Twenty-four years after a traumatic disappearance tore a Georgia family apart, Slaughter’s scorching stand-alone picks them up and shreds them all over again.

The Carrolls have never been the same since 19-year-old Julia vanished. After years of fruitlessly pestering the police, her veterinarian father, Sam, killed himself; her librarian mother, Helen, still keeps the girl's bedroom untouched, just in case. Julia’s sisters have been equally scarred. Lydia Delgado has sold herself for drugs countless times, though she’s been clean for years now; Claire Scott has just been paroled after knee-capping her tennis partner for a thoughtless remark. The evening that Claire’s ankle bracelet comes off, her architect husband, Paul, is callously murdered before her eyes and, without a moment's letup, she stumbles on a mountainous cache of snuff porn.

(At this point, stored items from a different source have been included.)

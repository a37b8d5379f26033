use crate::error::{BrowserError, Result};
use chromiumoxide::browser::{Browser, BrowserConfig};
use chromiumoxide::cdp::browser_protocol::page::CaptureScreenshotFormat;
use chromiumoxide::Page;
use futures_util::stream::StreamExt;
use gstmap_core::BrowserSettings;
use std::time::{Duration, Instant};

/// Poll interval for selector waits.
const POLL_INTERVAL: Duration = Duration::from_millis(250);

/// Browser automation engine.
///
/// Owns one chromium process and one page. All page operations are bounded
/// by the configured timeout.
pub struct BrowserEngine {
    browser: Browser,
    page: Page,
    op_timeout: Duration,
}

impl BrowserEngine {
    /// Launch a browser according to the given settings.
    pub async fn launch(settings: &BrowserSettings, page_timeout_ms: u64) -> Result<Self> {
        let mut builder = BrowserConfig::builder()
            .no_sandbox()
            .window_size(settings.window_width, settings.window_height);
        if !settings.headless {
            builder = builder.with_head();
        }
        let config = builder
            .build()
            .map_err(|e| BrowserError::ChromiumError(e.to_string()))?;

        let (browser, mut handler) = Browser::launch(config)
            .await
            .map_err(|e| BrowserError::ChromiumError(e.to_string()))?;

        // Drive the CDP event loop until the browser goes away
        tokio::spawn(async move {
            while let Some(event) = handler.next().await {
                let _ = event;
            }
        });

        let page = browser
            .new_page("about:blank")
            .await
            .map_err(|e| BrowserError::ChromiumError(e.to_string()))?;

        Ok(Self {
            browser,
            page,
            op_timeout: Duration::from_millis(page_timeout_ms),
        })
    }

    /// Navigate the page and wait for the load to settle.
    pub async fn goto(&self, url: &str) -> Result<()> {
        self.bounded(url, async {
            self.page
                .goto(url)
                .await
                .map_err(|e| BrowserError::NavigationError(format!("{url}: {e}")))?;
            self.page
                .wait_for_navigation()
                .await
                .map_err(|e| BrowserError::NavigationError(format!("{url}: {e}")))?;
            Ok(())
        })
        .await
    }

    /// Reload the current page (fetches a fresh captcha challenge).
    pub async fn reload(&self) -> Result<()> {
        self.bounded("reload", async {
            self.page
                .reload()
                .await
                .map_err(|e| BrowserError::NavigationError(format!("reload: {e}")))?;
            self.page
                .wait_for_navigation()
                .await
                .map_err(|e| BrowserError::NavigationError(format!("reload: {e}")))?;
            Ok(())
        })
        .await
    }

    /// Wait until a selector is present, polling up to `timeout_ms`.
    pub async fn wait_for_selector(&self, selector: &str, timeout_ms: u64) -> Result<()> {
        let deadline = Instant::now() + Duration::from_millis(timeout_ms);
        loop {
            if self.page.find_element(selector).await.is_ok() {
                return Ok(());
            }
            if Instant::now() >= deadline {
                return Err(BrowserError::Timeout(format!(
                    "waiting for {selector}"
                )));
            }
            tokio::time::sleep(POLL_INTERVAL).await;
        }
    }

    /// Clear a form field and type a value into it.
    pub async fn fill_field(&self, selector: &str, value: &str) -> Result<()> {
        self.bounded(selector, async {
            // Clear any previous value first; type_str only appends
            let clear = format!(r#"document.querySelector("{selector}").value = """#);
            self.page
                .evaluate(clear)
                .await
                .map_err(|e| BrowserError::ChromiumError(e.to_string()))?;

            let element = self
                .page
                .find_element(selector)
                .await
                .map_err(|_| BrowserError::SelectorNotFound(selector.to_string()))?;
            element
                .click()
                .await
                .map_err(|e| BrowserError::ChromiumError(e.to_string()))?;
            element
                .type_str(value)
                .await
                .map_err(|e| BrowserError::ChromiumError(e.to_string()))?;
            Ok(())
        })
        .await
    }

    /// Click an element.
    pub async fn click(&self, selector: &str) -> Result<()> {
        self.bounded(selector, async {
            let element = self
                .page
                .find_element(selector)
                .await
                .map_err(|_| BrowserError::SelectorNotFound(selector.to_string()))?;
            element
                .click()
                .await
                .map_err(|e| BrowserError::ChromiumError(e.to_string()))?;
            Ok(())
        })
        .await
    }

    /// Read an attribute of an element.
    pub async fn attribute(&self, selector: &str, name: &str) -> Result<Option<String>> {
        self.bounded(selector, async {
            let element = self
                .page
                .find_element(selector)
                .await
                .map_err(|_| BrowserError::SelectorNotFound(selector.to_string()))?;
            element
                .attribute(name)
                .await
                .map_err(|e| BrowserError::ChromiumError(e.to_string()))
        })
        .await
    }

    /// Screenshot a single element as PNG bytes (captcha capture).
    pub async fn screenshot_element(&self, selector: &str) -> Result<Vec<u8>> {
        self.bounded(selector, async {
            let element = self
                .page
                .find_element(selector)
                .await
                .map_err(|_| BrowserError::SelectorNotFound(selector.to_string()))?;
            element
                .screenshot(CaptureScreenshotFormat::Png)
                .await
                .map_err(|e| BrowserError::ChromiumError(e.to_string()))
        })
        .await
    }

    /// Current page HTML.
    pub async fn page_content(&self) -> Result<String> {
        self.bounded("content", async {
            self.page
                .content()
                .await
                .map_err(|e| BrowserError::ChromiumError(e.to_string()))
        })
        .await
    }

    /// Close the browser process. Best effort; the child is also killed
    /// when the engine is dropped.
    pub async fn shutdown(&mut self) {
        if let Err(e) = self.browser.close().await {
            tracing::warn!("Browser close failed: {}", e);
        }
        let _ = self.browser.wait().await;
    }

    async fn bounded<T>(
        &self,
        context: &str,
        fut: impl std::future::Future<Output = Result<T>>,
    ) -> Result<T> {
        tokio::time::timeout(self.op_timeout, fut)
            .await
            .map_err(|_| BrowserError::Timeout(context.to_string()))?
    }
}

Paul’s business partner, Adam Quinn, demands information from Claire and threatens her with dire consequences if she doesn’t deliver. The Dunwoody police prove as ineffectual as ever. FBI agent Fred Nolan is more suavely menacing than helpful. So Lydia and Claire, who’ve grown so far apart that they’re virtual strangers, are unwillingly thrown back on each other for help. Once she’s plunged you into this maelstrom, Slaughter shreds your own nerves along with those of the sisters, not simply by a parade of gruesome revelations—though she supplies them in abundance—but by peeling back layer after layer from beloved family members Claire and Lydia thought they knew. The results are harrowing.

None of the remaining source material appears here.